Trust us — we just can't tell you anything.
Strip it down and the secrecy is one big request. The police are asking the public to trust that they only spy on criminals — while declining to say what the tool is, who provides it, how it works, who else receives the data, or why the vendor must stay secret. They're asking us to trust that they aren't using it the way much of Europe and the United States are using it: against people who have committed no crime.
That may well be true. But "trust us that we only use our secret spying tool ethically" is a very large thing to ask on faith — especially now. This all predates Bill C-2, the federal government's lawful-access legislation, which expands police reach into a user's location and online activity. The door widens as the lights go down.
◇ What you can actually do
- Check your own device. Amnesty International's Mobile Verification Toolkit (MVT) scans a phone for known spyware traces, including Pegasus and Graphite indicators.
- Harden the phone itself. Hardened operating systems (such as GrapheneOS) and Apple's Lockdown Mode shrink the attack surface these tools rely on.
- Name the tool. Once a vendor becomes public knowledge, it is far easier to defend against — which is exactly why disclosure is resisted. Demand that JTAC's vendor and capabilities be disclosed to a court or oversight body under seal, not buried under a dropped case.
Secrecy is the method.
If it's only ever pointed at criminals — why would naming the tool end the case?

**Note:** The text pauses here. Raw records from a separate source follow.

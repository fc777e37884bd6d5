//! FAQ accordion widget.

use egui::{Align2, Color32, FontId, Pos2, Sense, Ui, Vec2};

use crate::content::FaqEntry;
use crate::faq::AccordionController;
use crate::ui::theme::Palette;

const HEADER_PADDING: f32 = 12.0;
const PANEL_PADDING: f32 = 12.0;
const CHEVRON_WIDTH: f32 = 28.0;

/// Accordion of FAQ items: clickable question headers, each revealing its
/// answer panel at natural content height when expanded.
pub struct FaqAccordion<'a> {
    entries: &'a [FaqEntry],
    controller: &'a mut AccordionController,
    palette: Palette,
}

impl<'a> FaqAccordion<'a> {
    /// Create the widget for one frame.
    pub fn new(
        entries: &'a [FaqEntry],
        controller: &'a mut AccordionController,
        palette: Palette,
    ) -> Self {
        Self {
            entries,
            controller,
            palette,
        }
    }

    /// Render all items.
    pub fn show(mut self, ui: &mut Ui) {
        let entries = self.entries;
        for (index, entry) in entries.iter().enumerate() {
            self.show_header(ui, index, entry);
            self.show_panel(ui, index, entry);
            ui.add_space(6.0);
        }
    }

    fn show_header(&mut self, ui: &mut Ui, index: usize, entry: &FaqEntry) {
        let width = ui.available_width();
        let wrap_width = width - CHEVRON_WIDTH - 2.0 * HEADER_PADDING;
        let active = self.controller.is_expanded(index);

        let text_color = if active {
            self.palette.accent
        } else {
            self.palette.text_primary
        };
        let galley = ui.painter().layout(
            entry.question.clone(),
            FontId::proportional(16.0),
            text_color,
            wrap_width.max(1.0),
        );

        let height = galley.size().y + 2.0 * HEADER_PADDING;
        let (rect, response) = ui.allocate_exact_size(Vec2::new(width, height), Sense::click());
        let response = response.on_hover_cursor(egui::CursorIcon::PointingHand);

        let bg = if response.hovered() {
            ui.visuals().widgets.hovered.bg_fill
        } else {
            self.palette.card_bg
        };
        let painter = ui.painter_at(rect);
        painter.rect_filled(rect, 4.0, bg);
        painter.galley(
            Pos2::new(rect.left() + HEADER_PADDING, rect.top() + HEADER_PADDING),
            galley,
            text_color,
        );
        painter.text(
            Pos2::new(rect.right() - HEADER_PADDING, rect.center().y),
            Align2::RIGHT_CENTER,
            if active { "\u{2212}" } else { "+" },
            FontId::proportional(18.0),
            self.palette.accent,
        );

        if response.clicked() {
            self.controller.toggle(index);
        }
    }

    fn show_panel(&mut self, ui: &mut Ui, index: usize, entry: &FaqEntry) {
        let expanded = self.controller.is_expanded(index);
        let id = ui.make_persistent_id(("faq_panel", index));
        // 0..1 reveal factor driving the displayed panel height
        let openness = ui.ctx().animate_bool(id, expanded);
        if openness <= 0.0 {
            return;
        }

        let width = ui.available_width();
        let wrap_width = width - 2.0 * PANEL_PADDING;
        let alpha = (openness * 255.0) as u8;
        let color = Color32::from_rgba_unmultiplied(
            self.palette.text_secondary.r(),
            self.palette.text_secondary.g(),
            self.palette.text_secondary.b(),
            alpha,
        );
        let galley = ui.painter().layout(
            entry.answer.clone(),
            FontId::proportional(14.0),
            color,
            wrap_width.max(1.0),
        );

        let natural_height = galley.size().y + 2.0 * PANEL_PADDING;
        let shown_height = natural_height * openness;
        let (rect, _) = ui.allocate_exact_size(Vec2::new(width, shown_height), Sense::hover());

        // Clip to the partially revealed height while animating
        let painter = ui.painter_at(rect);
        painter.galley(
            Pos2::new(rect.left() + PANEL_PADDING, rect.top() + PANEL_PADDING),
            galley,
            color,
        );
    }
}
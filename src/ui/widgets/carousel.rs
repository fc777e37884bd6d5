//! Testimonial carousel widget.
//!
//! Draws the active slide (and, mid-transition, the outgoing one) inside a
//! clipped viewport at eased horizontal offsets, with previous/next arrows,
//! an indicator dot row, and horizontal drag-swipe capture.

use std::time::Instant;

use egui::{
    Align2, Button, FontId, Pos2, Rect, RichText, Sense, Ui, Vec2,
};

use crate::carousel::{CarouselController, SlideDirection};
use crate::content::Testimonial;
use crate::ui::theme::Palette;

const CARD_HEIGHT: f32 = 170.0;
const CARD_PADDING: f32 = 24.0;
const ARROW_WIDTH: f32 = 30.0;
const DOT_SPACING: f32 = 20.0;
const DOT_ROW_HEIGHT: f32 = 22.0;

/// One-frame view over the carousel controller and its slides.
pub struct TestimonialCarousel<'a> {
    slides: &'a [Testimonial],
    controller: &'a mut CarouselController,
    palette: Palette,
    now: Instant,
}

impl<'a> TestimonialCarousel<'a> {
    /// Create the widget for one frame.
    pub fn new(
        slides: &'a [Testimonial],
        controller: &'a mut CarouselController,
        palette: Palette,
        now: Instant,
    ) -> Self {
        Self {
            slides,
            controller,
            palette,
            now,
        }
    }

    /// Render the slide viewport, arrows, and dots.
    pub fn show(self, ui: &mut Ui) {
        let Self {
            slides,
            controller,
            palette,
            now,
        } = self;

        ui.horizontal(|ui| {
            let prev_clicked = ui
                .add_sized(
                    [ARROW_WIDTH, CARD_HEIGHT],
                    Button::new(RichText::new("\u{25C0}").size(20.0)).frame(false),
                )
                .clicked();

            let viewport_width = (ui.available_width() - ARROW_WIDTH - ui.spacing().item_spacing.x)
                .max(ARROW_WIDTH);
            let (viewport, response) = ui.allocate_exact_size(
                Vec2::new(viewport_width, CARD_HEIGHT),
                Sense::click_and_drag(),
            );

            // Swipe capture: record the press x, interpret the release
            if response.drag_started() {
                if let Some(pos) = response.interact_pointer_pos() {
                    controller.touch_start(pos.x);
                }
            }
            if response.drag_stopped() {
                let end = response
                    .interact_pointer_pos()
                    .or_else(|| ui.input(|i| i.pointer.latest_pos()));
                if let Some(pos) = end {
                    controller.touch_end(pos.x, now);
                }
            }

            paint_slides(ui, viewport, slides, controller, &palette, now);

            let next_clicked = ui
                .add_sized(
                    [ARROW_WIDTH, CARD_HEIGHT],
                    Button::new(RichText::new("\u{25B6}").size(20.0)).frame(false),
                )
                .clicked();

            if prev_clicked {
                controller.prev(now);
            }
            if next_clicked {
                controller.next(now);
            }
        });

        show_dots(ui, controller, &palette, now);

        if controller.is_transitioning() {
            ui.ctx().request_repaint();
        }
    }
}

fn paint_slides(
    ui: &Ui,
    viewport: Rect,
    slides: &[Testimonial],
    controller: &CarouselController,
    palette: &Palette,
    now: Instant,
) {
    let painter = ui.painter_at(viewport);
    let width = viewport.width();

    match controller.outgoing() {
        None => {
            paint_card(
                &painter,
                viewport,
                &slides[controller.current_index()],
                palette,
            );
        }
        Some((outgoing, direction)) => {
            let t = ease(controller.transition_progress(now));
            // Incoming enters from the side matching the direction of
            // travel; outgoing keeps moving the same way and exits through
            // the opposite side.
            let (enter_from, exit_to) = match direction {
                SlideDirection::Next => (width, -width),
                SlideDirection::Prev => (-width, width),
            };

            let incoming_rect = viewport.translate(Vec2::new(enter_from * (1.0 - t), 0.0));
            let outgoing_rect = viewport.translate(Vec2::new(exit_to * t, 0.0));

            paint_card(&painter, outgoing_rect, &slides[outgoing], palette);
            paint_card(
                &painter,
                incoming_rect,
                &slides[controller.current_index()],
                palette,
            );
        }
    }
}

fn paint_card(painter: &egui::Painter, rect: Rect, slide: &Testimonial, palette: &Palette) {
    painter.rect_filled(rect, 8.0, palette.card_bg);

    let wrap_width = (rect.width() - 2.0 * CARD_PADDING).max(1.0);
    let quote = format!("\u{201C}{}\u{201D}", slide.quote);
    let galley = painter.layout(
        quote,
        FontId::proportional(17.0),
        palette.text_primary,
        wrap_width,
    );
    painter.galley(
        Pos2::new(rect.left() + CARD_PADDING, rect.top() + CARD_PADDING),
        galley,
        palette.text_primary,
    );

    painter.text(
        Pos2::new(
            rect.left() + CARD_PADDING,
            rect.bottom() - CARD_PADDING * 0.75,
        ),
        Align2::LEFT_BOTTOM,
        slide.attribution(),
        FontId::proportional(13.0),
        palette.text_secondary,
    );

    if let Some(date) = slide.date {
        painter.text(
            Pos2::new(
                rect.right() - CARD_PADDING,
                rect.bottom() - CARD_PADDING * 0.75,
            ),
            Align2::RIGHT_BOTTOM,
            date.format("%B %Y").to_string(),
            FontId::proportional(12.0),
            palette.text_muted,
        );
    }
}

fn show_dots(ui: &mut Ui, controller: &mut CarouselController, palette: &Palette, now: Instant) {
    let count = controller.slide_count();
    let (row, _) = ui.allocate_exact_size(
        Vec2::new(ui.available_width(), DOT_ROW_HEIGHT),
        Sense::hover(),
    );

    let total = count as f32 * DOT_SPACING;
    let start_x = row.center().x - total / 2.0 + DOT_SPACING / 2.0;

    for index in 0..count {
        let center = Pos2::new(start_x + index as f32 * DOT_SPACING, row.center().y);
        let dot_rect = Rect::from_center_size(center, Vec2::splat(14.0));
        let id = ui.make_persistent_id(("testimonial_dot", index));
        let response = ui
            .interact(dot_rect, id, Sense::click())
            .on_hover_cursor(egui::CursorIcon::PointingHand);

        if response.clicked() {
            controller.select(index, now);
        }

        let active = index == controller.current_index();
        let (radius, color) = if active {
            (5.0, palette.accent)
        } else if response.hovered() {
            (4.5, palette.text_secondary)
        } else {
            (4.0, palette.text_muted)
        };
        ui.painter().circle_filled(center, radius, color);
    }
}

/// Smoothstep easing for the slide offsets.
fn ease(t: f32) -> f32 {
    let t = t.clamp(0.0, 1.0);
    t * t * (3.0 - 2.0 * t)
}
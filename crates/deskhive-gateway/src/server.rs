//! HTTP surface of the deskhive daemon.
//!
//! Identity arrives in trusted headers set by the fronting proxy after it has
//! authenticated the user; the gateway never sees credentials. User routes
//! manage the caller's own session, admin routes require the admin header and
//! expose fleet state plus the live event feed.

use std::convert::Infallible;
use std::net::SocketAddr;
use std::sync::Arc;
use std::time::Duration;

use anyhow::{Context, Result};
use axum::extract::{Query, State};
use axum::http::{HeaderMap, HeaderValue, StatusCode};
use axum::response::sse::{Event as SseEvent, KeepAlive, Sse};
use axum::response::{IntoResponse, Response};
use axum::routing::{get, post};
use axum::{Json, Router};
use deskhive_core::ServiceConfig;
use deskhive_events::{Event, EventDraft, EventLevel, EventLog, EVENT_ADMIN_ACTION};
use deskhive_fleet::HostOrchestrator;
use deskhive_session::{commands, CreationPhase, SessionError, SessionManager, SessionUser};
use futures_util::{stream, StreamExt};
use serde::Deserialize;
use serde_json::json;
use tokio::net::TcpListener;
use tokio_stream::wrappers::UnboundedReceiverStream;
use tracing::info;

const DESKTOP_STATUS_ENDPOINT: &str = "/api/desktop/status";
const DESKTOP_SESSIONS_ENDPOINT: &str = "/api/desktop/sessions";
const DESKTOP_CREATION_STATUS_ENDPOINT: &str = "/api/desktop/creation-status";
const DESKTOP_EXTEND_ENDPOINT: &str = "/api/desktop/extend";
const DESKTOP_CONNECT_INFO_ENDPOINT: &str = "/api/desktop/connect-info";
const ADMIN_SESSIONS_ENDPOINT: &str = "/admin/api/sessions";
const ADMIN_KILL_ENDPOINT: &str = "/admin/api/sessions/kill";
const ADMIN_EXTEND_ENDPOINT: &str = "/admin/api/sessions/extend";
const ADMIN_HOSTS_ENDPOINT: &str = "/admin/api/hosts";
const ADMIN_PROBE_ENDPOINT: &str = "/admin/api/hosts/probe";
const ADMIN_CLEANUP_ENDPOINT: &str = "/admin/api/cleanup";
const ADMIN_EVENTS_ENDPOINT: &str = "/admin/api/events";
const ADMIN_EVENTS_STREAM_ENDPOINT: &str = "/admin/api/events/stream";
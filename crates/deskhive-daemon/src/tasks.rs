//! Background loops the daemon runs next to the gateway.

use std::sync::Arc;
use std::time::Duration;

use deskhive_core::ServiceConfig;
use deskhive_fleet::HostOrchestrator;
use deskhive_session::{commands, SessionManager};
use tokio::sync::watch;
use tokio::task::JoinHandle;
use tracing::warn;

/// Periodically destroys sessions whose countdown has run out.
pub(crate) fn spawn_session_sweeper(
    sessions: Arc<SessionManager>,
    interval: Duration,
    mut shutdown: watch::Receiver<bool>,
) -> JoinHandle<()> {
    tokio::spawn(async move {
        let mut ticker = tokio::time::interval(interval);
        // The first tick completes immediately; nothing can be expired yet.
        ticker.tick().await;
        loop {
            tokio::select! {
                _ = ticker.tick() => {
                    sessions.periodic_cleanup().await;
                }
                _ = shutdown.changed() => break,
            }
        }
    })
}

/// Re-probes every host on a fixed cadence. This is the only path that
/// restores an unhealthy host without operator action.
pub(crate) fn spawn_connectivity_prober(
    config: Arc<ServiceConfig>,
    fleet: Arc<HostOrchestrator>,
    interval: Duration,
    mut shutdown: watch::Receiver<bool>,
) -> JoinHandle<()> {
    tokio::spawn(async move {
        let command = commands::image_probe(&config.container_image);
        let timeout = config.timeouts.quick_command();
        let mut ticker = tokio::time::interval(interval);
        // Startup preflight already covered the immediate first tick.
        ticker.tick().await;
        loop {
            tokio::select! {
                _ = ticker.tick() => {
                    let report = fleet.connectivity_probe(&command, timeout).await;
                    for outcome in report.iter().filter(|outcome| !outcome.healthy) {
                        warn!(
                            "host {} failed its connectivity probe: {}",
                            outcome.hostname, outcome.detail
                        );
                    }
                }
                _ = shutdown.changed() => break,
            }
        }
    })
}
//! Desktop session lifecycle for the deskhive daemon.
//!
//! Covers the full arc of a session: provisioning a desktop container on a
//! fleet host, discovering its published ports, waiting for the display
//! server, running the countdown timer, and tearing everything down on
//! destroy, expiry, or shutdown.

pub mod commands;
pub mod error;
pub mod manager;
pub mod probe;
pub mod timer;

pub use error::SessionError;
pub use manager::{
    AdminSessionView, CreationPhase, CreationStatus, SessionManager, SessionRecord, SessionUser,
    SessionView,
};
pub use probe::ReadinessProbe;
pub use timer::{SessionTimer, TimerView};
//! Fleet-wide placement and health tracking.
//!
//! The orchestrator owns one connection pool per host plus the per-host
//! runtime state (active-session count, healthy flag) under a single fleet
//! lock. Selection is greedy least-loaded among healthy hosts with a lexical
//! tiebreak; capacity itself is enforced by the pools.

use std::collections::HashMap;
use std::sync::{Arc, Mutex};
use std::time::Duration;

use deskhive_core::config::{HostConfig, ServiceConfig};
use deskhive_events::{
    EventDraft, EventLevel, EventLog, EVENT_HOST_HEALTHY, EVENT_HOST_UNHEALTHY,
};
use serde::Serialize;
use serde_json::json;
use tracing::{debug, info, warn};

use crate::error::FleetError;
use crate::pool::{ConnectionPool, PoolCounts, PoolLimits};
use crate::transport::{ShellConnection, ShellEndpoint, ShellTransport};

struct HostRuntime {
    active_sessions: usize,
    healthy: bool,
}

/// Admin snapshot of one host.
#[derive(Debug, Clone, Serialize)]
pub struct HostStatus {
    pub hostname: String,
    pub public_hostname: String,
    pub healthy: bool,
    pub active_sessions: usize,
    pub pool: PoolCounts,
}

/// Result of probing one host's container runtime.
#[derive(Debug, Clone, Serialize)]
pub struct HostProbeOutcome {
    pub hostname: String,
    pub healthy: bool,
    pub detail: String,
}

/// Owns the fleet's pools, per-host concurrency counters, and health flags.
pub struct HostOrchestrator {
    hosts: Vec<HostConfig>,
    pools: HashMap<String, ConnectionPool>,
    state: Mutex<HashMap<String, HostRuntime>>,
    events: Arc<EventLog>,
}

impl HostOrchestrator {
    pub fn new(
        config: &ServiceConfig,
        transport: Arc<dyn ShellTransport>,
        events: Arc<EventLog>,
    ) -> Self {
        let limits = PoolLimits {
            max_connections: config.pool.max_connections_per_host,
            checkout_timeout: config.pool.checkout_timeout(),
        };
        let mut pools = HashMap::new();
        let mut state = HashMap::new();
        for host in &config.hosts {
            let endpoint = ShellEndpoint {
                hostname: host.hostname.clone(),
                user: config.ssh_user_for(host).to_string(),
            };
            pools.insert(
                host.hostname.clone(),
                ConnectionPool::new(endpoint, limits.clone(), transport.clone()),
            );
            state.insert(
                host.hostname.clone(),
                HostRuntime {
                    active_sessions: 0,
                    healthy: true,
                },
            );
        }
        info!("orchestrator initialized with {} hosts", config.hosts.len());
        Self {
            hosts: config.hosts.clone(),
            pools,
            state: Mutex::new(state),
            events,
        }
    }

    /// Picks the healthy host with the fewest active sessions, ties broken by
    /// hostname lexical order. Selection does not reserve capacity; callers
    /// reserve immediately afterwards.
    pub fn select_host(&self) -> Result<HostConfig, FleetError> {
        let state = lock_unpoisoned(&self.state);
        let mut best: Option<(&HostConfig, usize)> = None;
        for host in &self.hosts {
            let runtime = match state.get(&host.hostname) {
                Some(runtime) if runtime.healthy => runtime,
                _ => continue,
            };
            best = match best {
                None => Some((host, runtime.active_sessions)),
                Some((chosen, count)) => {
                    if runtime.active_sessions < count
                        || (runtime.active_sessions == count && host.hostname < chosen.hostname)
                    {
                        Some((host, runtime.active_sessions))
                    } else {
                        Some((chosen, count))
                    }
                }
            };
        }
        best.map(|(host, _)| host.clone())
            .ok_or(FleetError::NoHealthyHosts)
    }

    pub fn reserve_slot(&self, hostname: &str) {
        let mut state = lock_unpoisoned(&self.state);
        if let Some(runtime) = state.get_mut(hostname) {
            runtime.active_sessions = runtime.active_sessions.saturating_add(1);
            debug!(
                "reserved slot on {hostname}, now {} active sessions",
                runtime.active_sessions
            );
        }
    }

    pub fn release_slot(&self, hostname: &str) {
        let mut state = lock_unpoisoned(&self.state);
        if let Some(runtime) = state.get_mut(hostname) {
            runtime.active_sessions = runtime.active_sessions.saturating_sub(1);
            debug!(
                "released slot on {hostname}, now {} active sessions",
                runtime.active_sessions
            );
        }
    }

    pub fn active_sessions(&self, hostname: &str) -> usize {
        lock_unpoisoned(&self.state)
            .get(hostname)
            .map(|runtime| runtime.active_sessions)
            .unwrap_or(0)
    }

    pub fn is_healthy(&self, hostname: &str) -> bool {
        lock_unpoisoned(&self.state)
            .get(hostname)
            .map(|runtime| runtime.healthy)
            .unwrap_or(false)
    }

    pub async fn checkout_connection(
        &self,
        hostname: &str,
    ) -> Result<Box<dyn ShellConnection>, FleetError> {
        let pool = self.pools.get(hostname).ok_or_else(|| FleetError::UnknownHost {
            host: hostname.to_string(),
        })?;
        pool.checkout().await
    }

    pub async fn checkin_connection(&self, hostname: &str, conn: Box<dyn ShellConnection>) {
        match self.pools.get(hostname) {
            Some(pool) => pool.checkin(conn).await,
            None => {
                debug!("checkin for unknown host {hostname}; closing connection");
                conn.close().await;
            }
        }
    }

    /// Excludes the host from selection. Existing sessions on it are kept.
    pub fn mark_unhealthy(&self, hostname: &str, reason: &str) {
        if !self.set_health(hostname, false) {
            return;
        }
        warn!("host {hostname} marked unhealthy: {reason}");
        self.events.record(
            EventDraft::new(
                EVENT_HOST_UNHEALTHY,
                EventLevel::Warning,
                format!("host {hostname} marked unhealthy: {reason}"),
            )
            .with_metadata(json!({"hostname": hostname, "reason": reason})),
        );
    }

    /// Returns the host to the selectable set.
    pub fn mark_healthy(&self, hostname: &str) {
        if !self.set_health(hostname, true) {
            return;
        }
        info!("host {hostname} marked healthy");
        self.events.record(
            EventDraft::new(
                EVENT_HOST_HEALTHY,
                EventLevel::Info,
                format!("host {hostname} marked healthy"),
            )
            .with_metadata(json!({"hostname": hostname})),
        );
    }

    /// Verifies each host's container runtime over a pooled connection and
    /// sets health from the outcome. The only automatic path restoring an
    /// unhealthy host.
    pub async fn connectivity_probe(
        &self,
        probe_command: &str,
        command_timeout: Duration,
    ) -> Vec<HostProbeOutcome> {
        let mut report = Vec::with_capacity(self.hosts.len());
        for host in &self.hosts {
            match self.probe_host(&host.hostname, probe_command, command_timeout).await {
                Ok(detail) => {
                    self.mark_healthy(&host.hostname);
                    report.push(HostProbeOutcome {
                        hostname: host.hostname.clone(),
                        healthy: true,
                        detail,
                    });
                }
                Err(error) => {
                    let detail = error.to_string();
                    self.mark_unhealthy(&host.hostname, &detail);
                    report.push(HostProbeOutcome {
                        hostname: host.hostname.clone(),
                        healthy: false,
                        detail,
                    });
                }
            }
        }
        report
    }

    async fn probe_host(
        &self,
        hostname: &str,
        probe_command: &str,
        command_timeout: Duration,
    ) -> Result<String, FleetError> {
        let conn = self.checkout_connection(hostname).await?;
        let result = conn.exec(probe_command, command_timeout).await;
        self.checkin_connection(hostname, conn).await;
        let output = result?;
        if output.success() {
            Ok("container runtime reachable, image present".to_string())
        } else {
            Err(FleetError::RemoteCommandFailed {
                host: hostname.to_string(),
                detail: format!(
                    "probe exited {}: {}",
                    output.exit_code,
                    output.stderr.trim()
                ),
            })
        }
    }

    /// Admin snapshot across the fleet.
    pub fn host_status(&self) -> Vec<HostStatus> {
        let state = lock_unpoisoned(&self.state);
        self.hosts
            .iter()
            .map(|host| {
                let (active_sessions, healthy) = state
                    .get(&host.hostname)
                    .map(|runtime| (runtime.active_sessions, runtime.healthy))
                    .unwrap_or((0, false));
                let pool = self
                    .pools
                    .get(&host.hostname)
                    .map(|pool| pool.counts())
                    .unwrap_or(PoolCounts { open: 0, idle: 0 });
                HostStatus {
                    hostname: host.hostname.clone(),
                    public_hostname: host.public_hostname().to_string(),
                    healthy,
                    active_sessions,
                    pool,
                }
            })
            .collect()
    }

    /// Shutdown drain of every pool's idle connections.
    pub async fn close_all_pools(&self) {
        for pool in self.pools.values() {
            pool.close_all().await;
        }
        info!("all connection pools drained");
    }

    fn set_health(&self, hostname: &str, healthy: bool) -> bool {
        let mut state = lock_unpoisoned(&self.state);
        match state.get_mut(hostname) {
            Some(runtime) if runtime.healthy != healthy => {
                runtime.healthy = healthy;
                true
            }
            _ => false,
        }
    }
}

fn lock_unpoisoned<T>(mutex: &Mutex<T>) -> std::sync::MutexGuard<'_, T> {
    match mutex.lock() {
        Ok(guard) => guard,
        Err(poisoned) => poisoned.into_inner(),
    }
}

Sourcing. Built on public reporting: the Citizen Lab report "Virtue or Vice? A First Look at Paragon's Proliferating Spyware Operations" (2024), which traced a Graphite-linked IP to OPP headquarters in Orillia; CBC News and Global News coverage of the OPP–Paragon links; Toronto Star reporting on the Crown's willingness to drop prosecutions (incl. Project Fairfield) rather than disclose the ODIT vendor; the RCMP's 2022 disclosure of ODIT use in 37 investigations (2017–2022); WhatsApp's January 2025 notifications of ~90 Graphite targets, including Italian journalists and refugee-rescue workers; and Amnesty International on Europe's spyware crisis. Key claims — the OPP–Paragon link, the identity of the vendor, and ICE's use of Graphite — are reported or alleged and presented as a claims map, not adjudicated findings. The 2024 pager attack in Lebanon was attributed to Israeli intelligence and is not connected here to Paragon or its founders. Verify before circulating as established fact. Not legal advice.